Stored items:
______

use std::path::Path;

use tokio_util::sync::CancellationToken;

use lexaid_core::actions::SessionAction;
use lexaid_core::state::UserRole;
use lexaid_core::store::SessionStore;

use super::api::BackendClient;
use super::error::ClientError;
use super::error::Result;

/// File types the analysis backend accepts.
pub const ALLOWED_EXTENSIONS: &[&str] = &["pdf", "png", "jpg", "jpeg"];

/// Pre-flight check, before any network call or dispatch. A rejected file
/// surfaces to the initiator only; session state is untouched.
pub fn validate_upload(path: &Path) -> Result<()> {
    let extension = path
        .extension()
        .and_then(|ext| ext.to_str())
        .map(str::to_ascii_lowercase);
    match extension {
        Some(ext) if ALLOWED_EXTENSIONS.contains(&ext.as_str()) => Ok(()),
        _ => Err(ClientError::Validation(
            "Please upload a PDF or image file (JPEG, PNG).".to_string(),
        )),
    }
}

/// Run one full upload: validate, dispatch `SetUserRole` + `StartProcessing`,
/// await the backend, then dispatch `AnalysisSuccess` or `SetError`. The
/// `Start -> (Success|Error)` pair is issued here in program order; nothing
/// serializes two concurrent uploads, the later resolution wins.
///
/// Cancelling the token abandons the in-flight request and records the
/// cancellation as an error transition.
pub async fn run_upload(
    store: &mut SessionStore,
    client: &BackendClient,
    path: &Path,
    role: UserRole,
    cancel: CancellationToken,
) -> Result<()> {
    validate_upload(path)?;
    let bytes = tokio::fs::read(path)
        .await
        .map_err(|err| ClientError::Validation(format!("Could not read file: {err}")))?;
    let file_name = path
        .file_name()
        .map(|name| name.to_string_lossy().into_owned())
        .unwrap_or_else(|| "document".to_string());

    store.dispatch(SessionAction::SetUserRole(role));
    store.dispatch(SessionAction::StartProcessing);

    let outcome = tokio::select! {
        _ = cancel.cancelled() => Err(ClientError::Cancelled),
        result = client.process_document(&file_name, bytes, role) => result,
    };

    match outcome {
        Ok(result) => {
            tracing::info!(document_type = %result.key_details.document_type, "analysis succeeded");
            store.dispatch(SessionAction::AnalysisSuccess(result));
            Ok(())
        }
        Err(err) => {
            tracing::warn!(error = %err, "upload did not complete");
            store.dispatch(SessionAction::SetError(err.user_message()));
            Err(err)
        }
    }
}

#[cfg(test)]
mod tests {
    use std::io::Write;
    use std::path::Path;

    use tempfile::tempdir;
    use tokio_util::sync::CancellationToken;

    use super::run_upload;
    use super::validate_upload;
    use crate::api::BackendClient;
    use crate::error::ClientError;
    use lexaid_core::state::SessionPhase;
    use lexaid_core::state::SessionState;
    use lexaid_core::state::UserRole;
    use lexaid_core::store::SessionStore;
    use pretty_assertions::assert_eq;

    #[test]
    fn accepts_the_backend_file_types() {
        for name in ["claim.pdf", "scan.PNG", "photo.jpeg", "page.jpg"] {
            assert!(validate_upload(Path::new(name)).is_ok(), "{name}");
        }
    }

    #[test]
    fn rejects_everything_else() {
        for name in ["notes.docx", "contract", "archive.tar.gz", "doc.pdf.exe"] {
            let err = validate_upload(Path::new(name)).expect_err(name);
            assert!(matches!(err, ClientError::Validation(_)));
        }
    }

    #[tokio::test]
    async fn rejected_file_leaves_session_state_untouched() {
        let mut store = SessionStore::in_memory();
        let client = BackendClient::default();

        let err = run_upload(
            &mut store,
            &client,
            Path::new("notes.docx"),
            UserRole::Plaintiff,
            CancellationToken::new(),
        )
        .await
        .expect_err("validation should fail");

        assert!(matches!(err, ClientError::Validation(_)));
        assert_eq!(*store.state(), SessionState::default());
    }

    #[tokio::test]
    async fn cancelled_upload_records_the_cancellation_message() {
        let dir = tempdir().expect("tmpdir");
        let path = dir.path().join("contract.pdf");
        let mut file = std::fs::File::create(&path).expect("create");
        file.write_all(b"%PDF-1.4").expect("write");

        let mut store = SessionStore::in_memory();
        let client = BackendClient::default();
        let cancel = CancellationToken::new();
        cancel.cancel();

        let err = run_upload(&mut store, &client, &path, UserRole::Defendant, cancel)
            .await
            .expect_err("cancelled");

        assert!(matches!(err, ClientError::Cancelled));
        assert_eq!(
            store.state().error.as_deref(),
            Some("Upload cancelled by user.")
        );
        assert_eq!(store.state().user_role, Some(UserRole::Defendant));
        assert!(!store.state().is_loading);
        assert_eq!(store.state().phase(), SessionPhase::Failed);
    }
}
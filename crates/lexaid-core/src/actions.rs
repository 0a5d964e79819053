use super::state::AnalysisResult;
use super::state::ChatMessage;
use super::state::SessionState;
use super::state::UserRole;

/// The full action set of the session state machine. Every transition the
/// application can make goes through one of these.
#[derive(Debug, Clone, PartialEq)]
pub enum SessionAction {
    /// Record which side of the dispute the user is on.
    SetUserRole(UserRole),
    /// An upload went in flight; clears any previous error.
    StartProcessing,
    /// The backend analyzed the document. Replaces any prior transcript
    /// with the welcome message, since the old conversation was grounded
    /// in a different document.
    AnalysisSuccess(AnalysisResult),
    /// Append one message to the transcript.
    AddChatMessage(ChatMessage),
    /// A recoverable failure; previous analysis and transcript survive.
    SetError(String),
    /// Atomic full reset to the initial defaults.
    ClearState,
    /// Wholesale replacement with a restored snapshot. Issued only by the
    /// persistence layer at startup.
    LoadState(SessionState),
}
use reqwest::multipart;
use reqwest::StatusCode;
use serde_json::Value;

use lexaid_core::state::AnalysisResult;
use lexaid_core::state::UserRole;

use super::error::ClientError;
use super::error::Result;
use super::reply::extract_reply;
use super::reply::UNEXPECTED_REPLY;

pub const DEFAULT_BASE_URL: &str = "http://127.0.0.1:5000";

/// HTTP client for the remote analysis/chat backend. The backend is a
/// black box: this type only knows the two operations and their error
/// envelope (`{"error": "..."}` on non-2xx).
#[derive(Debug, Clone)]
pub struct BackendClient {
    base_url: String,
    client: reqwest::Client,
}

impl BackendClient {
    pub fn new(base_url: impl Into<String>) -> Self {
        let mut base_url = base_url.into();
        while base_url.ends_with('/') {
            base_url.pop();
        }
        Self {
            base_url,
            client: reqwest::Client::new(),
        }
    }

    pub fn base_url(&self) -> &str {
        &self.base_url
    }

    /// Upload one document for analysis. On success the body is the full
    /// `AnalysisResult`; on failure the backend's message and status
    /// propagate.
    pub async fn process_document(
        &self,
        file_name: &str,
        bytes: Vec<u8>,
        role: UserRole,
    ) -> Result<AnalysisResult> {
        let file = multipart::Part::bytes(bytes).file_name(file_name.to_string());
        let form = multipart::Form::new()
            .part("file", file)
            .text("user_role", role.form_value());

        let response = self
            .client
            .post(format!("{}/process-document", self.base_url))
            .multipart(form)
            .send()
            .await?;

        let status = response.status();
        if !status.is_success() {
            return Err(backend_error(status, response.json().await.ok()));
        }
        Ok(response.json::<AnalysisResult>().await?)
    }

    /// Ask one question grounded in the given document text. Degrades to
    /// the fixed fallback reply when the response envelope is unrecognized.
    pub async fn chat(&self, question: &str, context: &str, user_role: &str) -> Result<String> {
        let response = self
            .client
            .post(format!("{}/chat", self.base_url))
            .json(&serde_json::json!({
                "question": question,
                "context": context,
                "user_role": user_role,
            }))
            .send()
            .await?;

        let status = response.status();
        if !status.is_success() {
            return Err(backend_error(status, response.json().await.ok()));
        }

        let body: Value = response.json().await?;
        Ok(extract_reply(&body).unwrap_or_else(|| {
            tracing::warn!("chat response matched no known envelope shape");
            UNEXPECTED_REPLY.to_string()
        }))
    }
}

impl Default for BackendClient {
    fn default() -> Self {
        Self::new(DEFAULT_BASE_URL)
    }
}

fn backend_error(status: StatusCode, body: Option<Value>) -> ClientError {
    let message = body
        .as_ref()
        .and_then(|value| value.get("error"))
        .and_then(Value::as_str)
        .map(str::to_string)
        .unwrap_or_else(|| format!("HTTP error! status: {}", status.as_u16()));
    ClientError::Backend {
        status: status.as_u16(),
        message,
    }
}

______

§ **INSTRUCTIONS FOR THE TASK**
Could you restate, word for word, the lines above from the one with "assert!(matches!(err, ClientError::Cancelled));" to the one with "only by the", both included?

§ **PROBLEM SOLUTION**
        assert!(matches!(err, ClientError::Cancelled));
        assert_eq!(
            store.state().error.as_deref(),
            Some("Upload cancelled by user.")
        );
        assert_eq!(store.state().user_role, Some(UserRole::Defendant));
        assert!(!store.state().is_loading);
        assert_eq!(store.state().phase(), SessionPhase::Failed);
    }
}
filename crates/lexaid-core/src/actions.rs
repository 0a5d964e79819053
use super::state::AnalysisResult;
use super::state::ChatMessage;
use super::state::SessionState;
use super::state::UserRole;

/// The full action set of the session state machine. Every transition the
/// application can make goes through one of these.
#[derive(Debug, Clone, PartialEq)]
pub enum SessionAction {
    /// Record which side of the dispute the user is on.
    SetUserRole(UserRole),
    /// An upload went in flight; clears any previous error.
    StartProcessing,
    /// The backend analyzed the document. Replaces any prior transcript
    /// with the welcome message, since the old conversation was grounded
    /// in a different document.
    AnalysisSuccess(AnalysisResult),
    /// Append one message to the transcript.
    AddChatMessage(ChatMessage),
    /// A recoverable failure; previous analysis and transcript survive.
    SetError(String),
    /// Atomic full reset to the initial defaults.
    ClearState,
    /// Wholesale replacement with a restored snapshot. Issued only by the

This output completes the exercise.